One of my biggest frustrations with party politics right now is the big fat blame game.  I've come out of my political hiding and started listening to the news again in the mornings when I go to the gym.  This is only a small step I know, but it is a step.  Let me sum up for you what I heard this morning.  Republicans say that every single thing bad that has ever happened since 2008 is a direct result of President Obama.  Republicans also say that any good thing that has ever happened since 2008 happened in spite of President Obama.  Really, folks?  Is this how we're talking about our world now?  I'm not in love with President Obama's politics, and I'm not dismissing any blame (anyone else see my blame as ironic in this post?) from democrats.  What I'm saying is, WE NEED TO GROW UP!  I'm guessing that a large part, maybe even most, of what happened good or bad since 2008 has little to do with President Obama.  I hear people saying the President can't create jobs, but they'll only vote for someone who can create jobs.  The President has to cut spending and balance the budget, but please don't take away any services or find ways to increase revenue (I get that a lot of money is wasted, but I still think voters are a little ridiculous in their demands here).  May the man who stands in front of the most American flags during his campaign speeches win!  I don't love President Obama, but I don't think he hates America either.
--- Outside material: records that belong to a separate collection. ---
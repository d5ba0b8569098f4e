// src/retry.rs

//! Retry policy attached to individual tasks.
//!
//! The delay before retry attempt `n + 1` is `delay × factor^(n - 1)`,
//! clamped to `max_delay`. With `factor = 1.0` (the default) every retry
//! waits the same fixed delay, which matches the common case of "retry a
//! flaky database step a few times with a short pause".

use std::time::Duration;

/// How a task is retried after a failed attempt.
#[derive(Debug, Clone, Copy, PartialEq)]
pub struct RetryPolicy {
    /// Total number of attempts, including the first (`>= 1`).
    pub max_attempts: u32,
    /// Base delay before the first retry.
    pub delay: Duration,
    /// Multiplicative growth factor applied per retry (`1.0` = fixed delay).
    pub factor: f64,
    /// Cap on any single delay.
    pub max_delay: Duration,
}

impl Default for RetryPolicy {
    fn default() -> Self {
        Self {
            max_attempts: 1,
            delay: Duration::ZERO,
            factor: 1.0,
            max_delay: Duration::from_secs(60),
        }
    }
}

impl RetryPolicy {
    /// Whether another attempt is allowed after `attempt` attempts have run.
    pub fn attempts_remain(&self, attempt: u32) -> bool {
        attempt < self.max_attempts
    }

    /// Delay to wait before re-running after the given failed attempt
    /// (1-indexed: `attempt = 1` is the first execution).
    ///
    /// The base is derived purely from the attempt number, so delays never
    /// feed back into later calculations.
    pub fn delay_for(&self, attempt: u32) -> Duration {
        let exponent = attempt.saturating_sub(1).min(i32::MAX as u32) as i32;
        let max_secs = self.max_delay.as_secs_f64();
        let unclamped = self.delay.as_secs_f64() * self.factor.powi(exponent);

        if !unclamped.is_finite() || unclamped < 0.0 || unclamped > max_secs {
            self.max_delay
        } else {
            Duration::from_secs_f64(unclamped)
        }
    }
}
I hear both parties touting their love for the Constitution and railing the other party for destroying it.  I think we've all started using the Constitution as a crutch and a means to make the other guy look bad.  We read what we want in it and conveniently disregard the rest.  In part of the conversation I had with my sister-in-law's husband he said that he didn't agree with one candidate's stance on abortion or some other social issue like that.  (please, don't misread this either, he's a great guy who is very involved and understands the importance of local and legislative politics, I highly respect his opinions).  Last time I looked at Article 2 of the Constitution, the President really has little Constitutional power to deal with social issues.  Maybe he can talk about it in his State of the Union address (which, by the way, was never intended to be a giant campaign speech, either).  He is not granted the power of chief legislator, or America's dictator, or God, or fairy godmother.  What he believes will not always come to pass in his presidency (please note that I refer to him and his because I'm lazy.  I think a woman president would be super cool and perfectly capable).  Honestly, I think it's high time we stop giving the President so much darn credit (good and bad) and see him for what he is, one man in a large government.  I think if we put the President in his place as voters then a lot will happen to put him in his place in the government.  But that means we have to stop looking at one person to fix all of our problems.  It also means we have to stop blaming one person for all of our problems.  Maybe that's just too much responsibility to take on.

I wish we could pay this much attention to our local elections and the elections of our representatives and senators who do have real power to deal with things like social issues..  I wish we could stop talking about who is the most conservative and who had an affair so we could find someone to be our president who has a decent head about foreign policy and can be a great Commander in Chief of our military.  I wish we could stop looking for someone to fix every single little problem so we could find someone with common sense instead.